Nothing is needed except the lines below that run from the one with "authorization: request" through the one with "let response = http::Response::builder()", repeated exactly.
MATERIAL FOR THIS EXERCISE Block Start
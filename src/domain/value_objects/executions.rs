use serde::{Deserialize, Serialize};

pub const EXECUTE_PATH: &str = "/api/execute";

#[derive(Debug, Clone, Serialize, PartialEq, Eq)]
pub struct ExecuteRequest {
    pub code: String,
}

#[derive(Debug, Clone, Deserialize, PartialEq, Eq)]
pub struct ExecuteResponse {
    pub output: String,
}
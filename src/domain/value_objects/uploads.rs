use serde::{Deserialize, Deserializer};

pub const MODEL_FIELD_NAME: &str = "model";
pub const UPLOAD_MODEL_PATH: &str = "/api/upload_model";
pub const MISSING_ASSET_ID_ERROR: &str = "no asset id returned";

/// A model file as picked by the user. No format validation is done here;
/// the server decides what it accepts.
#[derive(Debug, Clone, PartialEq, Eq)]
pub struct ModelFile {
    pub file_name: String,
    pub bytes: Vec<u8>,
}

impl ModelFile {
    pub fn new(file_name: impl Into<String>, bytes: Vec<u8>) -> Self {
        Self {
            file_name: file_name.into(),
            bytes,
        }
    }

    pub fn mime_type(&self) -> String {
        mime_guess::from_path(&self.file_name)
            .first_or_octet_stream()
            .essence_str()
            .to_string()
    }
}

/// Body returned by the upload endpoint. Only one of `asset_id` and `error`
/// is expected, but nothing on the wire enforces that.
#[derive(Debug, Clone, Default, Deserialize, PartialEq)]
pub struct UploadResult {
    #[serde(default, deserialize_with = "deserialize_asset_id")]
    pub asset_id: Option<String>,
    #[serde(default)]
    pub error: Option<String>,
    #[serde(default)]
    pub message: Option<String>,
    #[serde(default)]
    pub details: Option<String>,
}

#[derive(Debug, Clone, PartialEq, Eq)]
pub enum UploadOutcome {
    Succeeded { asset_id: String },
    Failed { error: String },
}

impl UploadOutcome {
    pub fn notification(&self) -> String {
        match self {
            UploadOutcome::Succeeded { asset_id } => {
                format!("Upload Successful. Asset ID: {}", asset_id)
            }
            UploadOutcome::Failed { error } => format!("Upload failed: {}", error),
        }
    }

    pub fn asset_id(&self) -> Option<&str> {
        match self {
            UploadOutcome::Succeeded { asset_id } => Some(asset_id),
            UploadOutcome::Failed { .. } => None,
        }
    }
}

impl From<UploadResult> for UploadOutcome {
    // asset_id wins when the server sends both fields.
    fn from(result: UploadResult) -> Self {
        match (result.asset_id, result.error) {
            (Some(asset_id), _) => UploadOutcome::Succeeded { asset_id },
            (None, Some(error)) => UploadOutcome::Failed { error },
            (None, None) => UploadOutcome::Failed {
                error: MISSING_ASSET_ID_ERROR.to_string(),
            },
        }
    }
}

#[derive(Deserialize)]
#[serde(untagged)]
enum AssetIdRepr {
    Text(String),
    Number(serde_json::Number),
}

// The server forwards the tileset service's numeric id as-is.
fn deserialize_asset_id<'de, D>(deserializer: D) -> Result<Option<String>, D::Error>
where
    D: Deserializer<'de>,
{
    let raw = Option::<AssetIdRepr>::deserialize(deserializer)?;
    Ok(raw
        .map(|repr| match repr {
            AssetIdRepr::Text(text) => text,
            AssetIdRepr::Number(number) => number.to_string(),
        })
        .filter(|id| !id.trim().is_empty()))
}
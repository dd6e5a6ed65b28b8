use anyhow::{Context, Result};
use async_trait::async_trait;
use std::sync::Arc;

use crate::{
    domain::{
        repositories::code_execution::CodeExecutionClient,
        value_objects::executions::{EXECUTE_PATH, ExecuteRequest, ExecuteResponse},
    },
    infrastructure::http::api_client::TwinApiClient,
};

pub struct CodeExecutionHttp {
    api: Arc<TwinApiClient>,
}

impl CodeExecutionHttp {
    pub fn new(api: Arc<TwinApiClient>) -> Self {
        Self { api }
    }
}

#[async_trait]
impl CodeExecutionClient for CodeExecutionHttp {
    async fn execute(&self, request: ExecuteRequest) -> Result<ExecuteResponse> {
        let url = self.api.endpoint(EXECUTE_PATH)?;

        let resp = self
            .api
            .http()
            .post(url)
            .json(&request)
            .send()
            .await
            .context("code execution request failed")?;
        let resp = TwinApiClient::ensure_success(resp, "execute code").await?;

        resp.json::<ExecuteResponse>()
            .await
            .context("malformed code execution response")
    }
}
MATERIAL FOR THIS EXERCISE Block End
MATERIAL FOR THIS EXERCISE Block Start
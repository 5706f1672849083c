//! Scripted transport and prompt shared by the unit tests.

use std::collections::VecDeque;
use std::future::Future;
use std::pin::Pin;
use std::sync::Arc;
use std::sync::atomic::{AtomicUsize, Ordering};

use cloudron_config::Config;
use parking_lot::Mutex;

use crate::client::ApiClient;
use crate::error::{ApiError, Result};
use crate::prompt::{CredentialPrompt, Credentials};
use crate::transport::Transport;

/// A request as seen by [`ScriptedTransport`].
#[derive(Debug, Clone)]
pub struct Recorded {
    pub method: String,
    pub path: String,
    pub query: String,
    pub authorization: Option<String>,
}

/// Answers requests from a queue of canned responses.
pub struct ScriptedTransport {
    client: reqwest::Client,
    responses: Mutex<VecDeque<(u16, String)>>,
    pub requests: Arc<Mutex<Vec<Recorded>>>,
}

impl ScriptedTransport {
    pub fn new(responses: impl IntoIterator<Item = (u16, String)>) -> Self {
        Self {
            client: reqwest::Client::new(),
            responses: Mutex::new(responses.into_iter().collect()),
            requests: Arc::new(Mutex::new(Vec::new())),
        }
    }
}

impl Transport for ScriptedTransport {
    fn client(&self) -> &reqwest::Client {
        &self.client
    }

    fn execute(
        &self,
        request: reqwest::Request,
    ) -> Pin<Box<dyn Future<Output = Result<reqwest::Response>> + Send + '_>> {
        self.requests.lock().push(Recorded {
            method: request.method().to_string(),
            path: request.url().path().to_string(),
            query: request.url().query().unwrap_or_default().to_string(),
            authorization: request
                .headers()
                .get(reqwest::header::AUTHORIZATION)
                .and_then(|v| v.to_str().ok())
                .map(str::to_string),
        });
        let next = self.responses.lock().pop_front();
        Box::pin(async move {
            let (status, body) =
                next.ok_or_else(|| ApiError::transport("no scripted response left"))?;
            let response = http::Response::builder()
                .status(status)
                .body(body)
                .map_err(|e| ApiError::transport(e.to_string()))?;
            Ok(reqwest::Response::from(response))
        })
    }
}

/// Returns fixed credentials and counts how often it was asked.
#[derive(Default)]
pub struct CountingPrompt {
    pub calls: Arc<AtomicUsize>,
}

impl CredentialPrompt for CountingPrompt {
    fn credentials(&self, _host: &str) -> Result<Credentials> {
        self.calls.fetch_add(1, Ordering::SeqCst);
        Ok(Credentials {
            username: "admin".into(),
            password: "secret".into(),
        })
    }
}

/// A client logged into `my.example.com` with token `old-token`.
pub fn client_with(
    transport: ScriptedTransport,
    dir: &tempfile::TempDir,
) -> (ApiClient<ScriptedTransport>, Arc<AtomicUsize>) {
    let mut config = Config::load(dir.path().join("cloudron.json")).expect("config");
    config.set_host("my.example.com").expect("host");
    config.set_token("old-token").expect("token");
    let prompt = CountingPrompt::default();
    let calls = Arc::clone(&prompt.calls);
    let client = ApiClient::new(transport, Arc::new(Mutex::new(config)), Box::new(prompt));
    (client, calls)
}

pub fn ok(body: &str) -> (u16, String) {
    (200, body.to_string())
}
MATERIAL FOR THIS EXERCISE Block End
_OUTPUT FOR THIS TASK:_
            authorization: request
                .headers()
                .get(reqwest::header::AUTHORIZATION)
                .and_then(|v| v.to_str().ok())
                .map(str::to_string),
        });
        let next = self.responses.lock().pop_front();
        Box::pin(async move {
            let (status, body) =
                next.ok_or_else(|| ApiError::transport("no scripted response left"))?;
            let response = http::Response::builder()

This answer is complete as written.